"""
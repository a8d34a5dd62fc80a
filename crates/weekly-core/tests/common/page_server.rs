//! Minimal HTTP/1.1 server with canned routes for fetch integration tests.
//!
//! Each connection gets one response and is closed. Unknown paths get 404.

use std::io::{Read, Write};
use std::net::{TcpListener, TcpStream};
use std::thread;
use std::time::Duration;

/// How long `/slow` waits before answering.
pub const SLOW_DELAY: Duration = Duration::from_secs(3);

/// Number of body chunks `/trickle` sends after its title.
pub const TRICKLE_CHUNKS: usize = 8;
/// Pause before each `/trickle` chunk.
pub const TRICKLE_PAUSE: Duration = Duration::from_millis(150);

/// Starts the server in a background thread. Returns the base URL without a
/// trailing slash (e.g. "http://127.0.0.1:12345"). Runs until the process exits.
pub fn start() -> String {
    let listener = TcpListener::bind("127.0.0.1:0").expect("bind");
    let port = listener.local_addr().unwrap().port();
    let base = format!("http://127.0.0.1:{}", port);
    let base_for_thread = base.clone();
    thread::spawn(move || {
        for stream in listener.incoming().flatten() {
            let base = base_for_thread.clone();
            thread::spawn(move || handle(stream, &base));
        }
    });
    base
}

fn respond(stream: &mut TcpStream, status: &str, extra_headers: &str, body: &str) {
    let response = format!(
        "HTTP/1.1 {}\r\nContent-Type: text/html; charset=utf-8\r\nContent-Length: {}\r\nConnection: close\r\n{}\r\n{}",
        status,
        body.len(),
        extra_headers,
        body
    );
    let _ = stream.write_all(response.as_bytes());
}

fn handle(mut stream: TcpStream, base: &str) {
    let _ = stream.set_read_timeout(Some(Duration::from_secs(2)));
    let _ = stream.set_write_timeout(Some(Duration::from_secs(2)));
    let mut buf = [0u8; 8192];
    let n = match stream.read(&mut buf) {
        Ok(0) => return,
        Ok(n) => n,
        Err(_) => return,
    };
    let request = match std::str::from_utf8(&buf[..n]) {
        Ok(s) => s,
        Err(_) => return,
    };
    let (path, user_agent) = parse_request(request);

    match path {
        "/page" => respond(
            &mut stream,
            "200 OK",
            "",
            "<html><head><title>Plain Page</title></head><body>hi</body></html>",
        ),
        "/og" => respond(
            &mut stream,
            "200 OK",
            "",
            "<html><head><title>Fallback</title>\
             <meta property=\"og:title\" content=\"OG &amp; Friends\"></head></html>",
        ),
        "/no-title" => respond(&mut stream, "200 OK", "", "<html><body>no title</body></html>"),
        "/ua" => {
            let body = format!("<title>{}</title>", user_agent);
            respond(&mut stream, "200 OK", "", &body);
        }
        "/redirect" => respond(
            &mut stream,
            "302 Found",
            "Location: /page\r\n",
            "<title>Redirecting</title>",
        ),
        "/redirect-abs" => {
            let location = format!("Location: {}/og\r\n", base);
            respond(&mut stream, "301 Moved Permanently", &location, "moved");
        }
        "/double" => respond(
            &mut stream,
            "302 Found",
            "Location: /redirect\r\n",
            "<title>First Hop</title>",
        ),
        "/redirect-missing" => respond(
            &mut stream,
            "307 Temporary Redirect",
            "Location: missing\r\n",
            "",
        ),
        "/redirect-no-location" => respond(
            &mut stream,
            "302 Found",
            "",
            "<title>Nowhere To Go</title>",
        ),
        "/redirect-file" => respond(
            &mut stream,
            "302 Found",
            "Location: file:///etc/hostname\r\n",
            "",
        ),
        "/trickle" => trickle(&mut stream),
        "/server-error" => respond(&mut stream, "500 Internal Server Error", "", "oops"),
        "/slow" => {
            thread::sleep(SLOW_DELAY);
            respond(&mut stream, "200 OK", "", "<title>Too Late</title>");
        }
        _ => respond(&mut stream, "404 Not Found", "", "<title>Not Found</title>"),
    }
}

/// Streams a titled page slowly: the whole body takes longer than a short
/// timeout, but no single gap does.
fn trickle(stream: &mut TcpStream) {
    let chunk = "<!-- padding -->";
    let head = "<title>Slow But Steady</title>";
    let len = head.len() + chunk.len() * TRICKLE_CHUNKS;
    let response = format!(
        "HTTP/1.1 200 OK\r\nContent-Type: text/html\r\nContent-Length: {}\r\nConnection: close\r\n\r\n{}",
        len, head
    );
    if stream.write_all(response.as_bytes()).is_err() {
        return;
    }
    let _ = stream.flush();
    for _ in 0..TRICKLE_CHUNKS {
        thread::sleep(TRICKLE_PAUSE);
        if stream.write_all(chunk.as_bytes()).is_err() {
            return;
        }
        let _ = stream.flush();
    }
}

/// Returns (path, user-agent) from the request head.
fn parse_request(request: &str) -> (&str, &str) {
    let mut path = "";
    let mut user_agent = "";
    for (i, line) in request.lines().enumerate() {
        let line = line.trim();
        if line.is_empty() {
            break;
        }
        if i == 0 {
            path = line.split_whitespace().nth(1).unwrap_or("");
            continue;
        }
        if let Some((name, value)) = line.split_once(':') {
            if name.trim().eq_ignore_ascii_case("user-agent") {
                user_agent = value.trim();
            }
        }
    }
    (path, user_agent)
}
//! Reading command input from an argument or stdin.

use anyhow::{Context, Result};
use std::io::Read;

/// Reads all of stdin as UTF-8.
pub fn read_stdin() -> Result<String> {
    let mut buf = String::new();
    std::io::stdin()
        .read_to_string(&mut buf)
        .context("read stdin")?;
    Ok(buf)
}

/// Uses `arg` if given, else stdin with one trailing line break removed.
pub fn arg_or_stdin(arg: Option<String>) -> Result<String> {
    match arg {
        Some(text) => Ok(text),
        None => Ok(strip_line_break(read_stdin()?)),
    }
}

fn strip_line_break(mut s: String) -> String {
    if s.ends_with('\n') {
        s.pop();
        if s.ends_with('\r') {
            s.pop();
        }
    }
    s
}
//! Markdown templates for a pasted link.
//!
//! Title and URL are inserted verbatim: `]`, `(` or newlines in a title are
//! not escaped.

use super::context::PasteContext;

/// Label shown for an accepted smart-paste edit.
pub const EDIT_LABEL: &str = "插入文章链接";

/// Renders the replacement text for `context`.
pub fn format_link(context: PasteContext, title: &str, url: &str) -> String {
    match context {
        PasteContext::ArticleSection => format!("* 📄[{}]({})", title, url),
        PasteContext::OtherSection => format!("**{}**  \n{}", title, url),
        PasteContext::None => format!("* [{}]({})", title, url),
    }
}

/// Human-readable shape of the template used for `context`.
pub fn template_shape(context: PasteContext) -> &'static str {
    match context {
        PasteContext::ArticleSection => "* 📄[Title](url)",
        PasteContext::OtherSection => "**Title**\\nurl",
        PasteContext::None => "* [Title](url)",
    }
}

/// Confirmation question shown before inserting.
pub fn confirm_message(context: PasteContext, title: &str) -> String {
    format!(
        "识别到 URL，标题为: {}，是否按 '{}' 插入？",
        title,
        template_shape(context)
    )
}
//! `weeklytool title <url>` – print a page's extracted title.

use anyhow::{Context, Result};
use weekly_core::config::WeeklyConfig;
use weekly_core::smart_paste::{HttpTitleSource, TitleSource};

pub async fn run_title(cfg: &WeeklyConfig, url: &str) -> Result<()> {
    let timeout = cfg.smart_paste.request_timeout();
    let owned_url = url.to_string();
    let title = tokio::task::spawn_blocking(move || {
        HttpTitleSource.fetch_title(&owned_url, timeout, None)
    })
    .await
    .context("title task panicked")?
    .with_context(|| format!("fetch {}", url))?;

    match title {
        Some(title) => println!("{}", title),
        None => anyhow::bail!("no title found at {}", url),
    }
    Ok(())
}
//! Page title extraction by lenient pattern search over raw markup.
//!
//! No HTML parse is attempted: malformed markup can produce a miss, never a panic.

use regex::Regex;
use std::sync::LazyLock;

static OG_TITLE_REGEX: LazyLock<Regex> = LazyLock::new(|| {
    Regex::new(r#"(?i)<meta\s+property=["']og:title["']\s+content=["']([^"']+)["'][^>]*>"#)
        .expect("valid og:title regex")
});

static TITLE_REGEX: LazyLock<Regex> = LazyLock::new(|| {
    Regex::new(r"(?is)<title[^>]*>(.*?)</title>").expect("valid title regex")
});

/// Entities decoded in titles, applied in this order. Anything else stays verbatim.
const ENTITIES: [(&str, &str); 5] = [
    ("&amp;", "&"),
    ("&lt;", "<"),
    ("&gt;", ">"),
    ("&quot;", "\""),
    ("&#39;", "'"),
];

/// Decodes the fixed entity set and trims surrounding whitespace.
///
/// Replacements run sequentially, so `&amp;lt;` becomes `<`.
pub fn decode_html_entities(input: &str) -> String {
    let mut out = input.to_string();
    for (entity, replacement) in ENTITIES {
        out = out.replace(entity, replacement);
    }
    out.trim().to_string()
}

/// Returns the page title: `og:title` content first, else the `<title>` text.
///
/// `None` means no usable title was found, which is a normal outcome.
pub fn extract_title(html: &str) -> Option<String> {
    let raw = OG_TITLE_REGEX
        .captures(html)
        .or_else(|| TITLE_REGEX.captures(html))
        .and_then(|caps| caps.get(1))
        .map(|m| m.as_str())
        .filter(|s| !s.is_empty())?;

    let decoded = decode_html_entities(raw);
    (!decoded.is_empty()).then_some(decoded)
}
//! CLI parse tests.

use super::{Cli, CliCommand};
use clap::Parser;

pub(super) fn parse(args: &[&str]) -> CliCommand {
    let cli = Cli::try_parse_from(args).unwrap();
    cli.command
}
"""
_Aim of the task_: In the listing above, find each line with the word "missing" and return it.

_Response_:
        "/redirect-missing" => respond(
            "Location: missing\r\n",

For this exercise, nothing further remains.